- Born: December 13, 1932 Pasadena, California, U.S.
- Died: August 1, 2023 (aged 90)
- Occupation: Director of the Fetal Alcohol Drug Unit
- Awards: American Psychological Foundation Gold Medal for Lifetime Achievement for Psychology in the Public Interest

Academic background
- Alma mater: 1954 B.S., Oregon State University 1959 M.S., University of California, Berkeley 1964 Ph.D., University of Washington

Academic work
- Institutions: University of Washington School of Medicine

= Ann Streissguth =

American scientist (1932–2023)

Ann Roth Pytkowicz Streissguth (December 13, 1932 – August 1, 2023) was an American scientist known for her research on fetal alcohol spectrum disorder. She is an Endowed Professor Emeritus and Founding Director of the Fetal Alcohol Drug Unit at the University of Washington School of Medicine.

Streissguth the author of Fetal Alcohol Syndrome: A Guide for Families and Communities, The Challenge of Fetal Alcohol Syndrome: Overcoming Secondary Disabilities, and In Love with a Hillside Garden.

== Awards ==
Streissguth received the American Psychological Foundation's Gold Medal for Lifetime Achievement for Psychology in the Public Interest in 2002, and an Excellence Award from the National Organization on Fetal Alcohol Syndrome in 2003. In 2005, Streissguth received an Honorary Doctorate Award in the Humanities from her undergraduate alma mater, Oregon State University.

== Biography ==
Streissguth was born in South Pasadena, California to Agnes Gurney Roth and Arie Roth. In 1950, she graduated from Roseburg High School in Oregon. She graduated magna cum laude with a B.S. degree at Oregon State University in 1954, and her M.S. degree at the University of California, Berkeley in 1959. In 1964 Streissguth received her Ph.D. from the University of Washington. Throughout her career, Streissguth participated in academic work at the University of Washington. She was hired as Assistant Professor for the Department of Psychiatry and Behavioral Sciences in 1968. She was associate professor from 1974-1979 until her promotion to Professor in 1979. She was named Professor Emeritus in 2005.

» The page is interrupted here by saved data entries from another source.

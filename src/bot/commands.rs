use futures_util::FutureExt;
use log::{debug, error, info, warn};
use std::any::Any;
use std::collections::HashSet;
use std::panic::AssertUnwindSafe;
use std::sync::Arc;

use super::grammar::CommandTree;
use super::groups::GroupResolver;
use super::permissions::PermissionManager;
use super::selector::CommandSelector;
use super::usage::UsagePolicyManager;
use crate::types::{ChatMessage, CommandOutcome, ResponseSender};

/// Runs chat lines through grammar matching, permission and usage checks, then the handler
pub struct CommandSystem {
    selector: CommandSelector,
    permissions: Arc<PermissionManager>,
    usage: Arc<UsagePolicyManager<String>>,
    groups: Arc<dyn GroupResolver>,
    owner_ids: HashSet<String>,
    enforce_usage_policies: bool,
    pub command_prefix: String,
}

impl CommandSystem {
    pub fn new(
        tree: Arc<CommandTree>,
        groups: Arc<dyn GroupResolver>,
        permissions: Arc<PermissionManager>,
        usage: Arc<UsagePolicyManager<String>>,
    ) -> Self {
        Self {
            selector: CommandSelector::new(tree),
            permissions,
            usage,
            groups,
            owner_ids: HashSet::new(),
            enforce_usage_policies: false,
            command_prefix: "!".to_string(),
        }
    }

    /// Set the command prefix (default is "!")
    pub fn set_command_prefix(&mut self, prefix: String) {
        self.command_prefix = prefix;
        info!("Command prefix set to: {}", self.command_prefix);
    }

    /// Chatters that bypass permission and usage checks
    pub fn set_owners<I: IntoIterator<Item = String>>(&mut self, owner_ids: I) {
        self.owner_ids = owner_ids.into_iter().collect();
    }

    pub fn set_usage_enforcement(&mut self, enabled: bool) {
        self.enforce_usage_policies = enabled;
        info!("Usage policy enforcement {}", if enabled { "enabled" } else { "disabled" });
    }

    pub fn is_owner(&self, chatter_id: &str) -> bool {
        self.owner_ids.contains(chatter_id)
    }

    /// Process a chat message, using its content and sender id
    pub async fn process_message(
        &self,
        message: &ChatMessage,
        response_sender: &ResponseSender,
    ) -> CommandOutcome {
        self.execute(&message.content, &message.user_id, message, response_sender)
            .await
    }

    /// Run one line for `chatter_id`. Every outcome, handler faults included,
    /// is returned as a value.
    pub async fn execute(
        &self,
        line: &str,
        chatter_id: &str,
        message: &ChatMessage,
        response_sender: &ResponseSender,
    ) -> CommandOutcome {
        let Some(content) = line.trim_start().strip_prefix(self.command_prefix.as_str()) else {
            return CommandOutcome::Unrecognized;
        };
        let tokens = tokenize(content);
        if tokens.is_empty() {
            return CommandOutcome::Unrecognized;
        }

        debug!("Processing command '{}' from user '{}' in #{}",
               tokens[0], message.username, message.channel);

        let groups = self.groups.groups_of(chatter_id).await;

        let selection = self.selector.select(&tokens, message);
        let Some(handler) = selection.handler.clone() else {
            debug!("Unknown command: {}", tokens[0]);
            return CommandOutcome::Unrecognized;
        };
        let path = selection.path.as_str();
        let is_owner = self.is_owner(chatter_id);

        if !is_owner {
            let mut verdict = self.permissions.check_groups(&groups, path).await;
            if verdict.is_none()
                && handler.accepts_custom_permission()
                && !selection.permissions.is_empty()
            {
                let suffixes: Vec<String> = selection.permissions.iter().cloned().collect();
                verdict = self.permissions.check_groups_any(&groups, &suffixes).await;
            }

            let allowed = match verdict {
                Some(allowed) => allowed,
                None => handler.default_permission(message),
            };
            if !allowed {
                debug!("User '{}' is not allowed to use '{}'", message.username, path);
                return CommandOutcome::Forbidden;
            }
        }

        let arguments = match self.selector.extract_arguments(&tokens, path) {
            Ok(arguments) => arguments,
            Err(e) => {
                error!("Argument extraction failed for '{}': {:#}", path, e);
                return CommandOutcome::BadSyntax;
            }
        };
        if let Some(invalid) = arguments.iter().find(|a| !a.spec.validate(a.value, Some(message))) {
            debug!(
                "Invalid value '{}' for parameter '{}' of '{}'",
                invalid.value, invalid.name, path
            );
            return CommandOutcome::BadSyntax;
        }

        if self.enforce_usage_policies
            && !is_owner
            && !self.usage.try_use_groups(&chatter_id.to_string(), &groups, path).await
        {
            debug!("Command '{}' is rate limited for user '{}'", path, message.username);
            return CommandOutcome::RateLimited;
        }

        info!(
            "Executing command '{}' for user '{}' in #{}",
            path, message.username, message.channel
        );

        let args = CommandSelector::arguments_by_name(&arguments);
        let result = AssertUnwindSafe(handler.execute(&args, message, response_sender))
            .catch_unwind()
            .await;

        match result {
            Ok(Ok(())) => CommandOutcome::Success,
            Ok(Err(e)) => {
                error!("Command '{}' failed for user '{}': {:#}", path, message.username, e);
                CommandOutcome::ExecutionFailed
            }
            Err(panic) => {
                error!(
                    "Command '{}' panicked for user '{}': {}",
                    path,
                    message.username,
                    panic_message(&*panic)
                );
                CommandOutcome::ExecutionFailed
            }
        }
    }
}

fn panic_message(panic: &(dyn Any + Send)) -> String {
    if let Some(message) = panic.downcast_ref::<&str>() {
        message.to_string()
    } else if let Some(message) = panic.downcast_ref::<String>() {
        message.clone()
    } else {
        warn!("Command panicked with a non-string payload");
        "unknown panic".to_string()
    }
}

/// Split on whitespace; a double-quoted span is one token with the quotes removed
pub fn tokenize(line: &str) -> Vec<String> {
    let mut tokens = Vec::new();
    let mut current = String::new();
    let mut in_quotes = false;
    let mut has_token = false;

    for c in line.chars() {
        match c {
            '"' => {
                in_quotes = !in_quotes;
                has_token = true;
            }
            c if c.is_whitespace() && !in_quotes => {
                if has_token {
                    tokens.push(std::mem::take(&mut current));
                    has_token = false;
                }
            }
            c => {
                current.push(c);
                has_token = true;
            }
        }
    }
    if has_token {
        tokens.push(current);
    }

    tokens
}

Streissguth was a member of the National Organization on Fetal Alcohol Syndrome. She is known for her research program on fetal alcohol syndrome, and its effects on child development. With her colleagues Kenneth Jones, David Smith and Christy Ulleland, Streissguth conducted research on eight children who were born to alcoholic mothers which resulted in the first widely circulated paper on fetal alcohol syndrome and its relation to alcohol abuse during pregnancy. Streissguth has published findings on the long-term consequences of alcohol use during pregnancy.

Ann Streissguth married Daniel Michener Streissguth in 1968, and together they had one child. Together they created Streissguth Gardens a family-maintained hillside garden covering approximately one acre on the northwest side of Capitol Hill in Seattle, Washington. Dan Streissguth died in November 2020, at the age of 96. Ann Streissguth died on August 1, 2023, at the age of 90.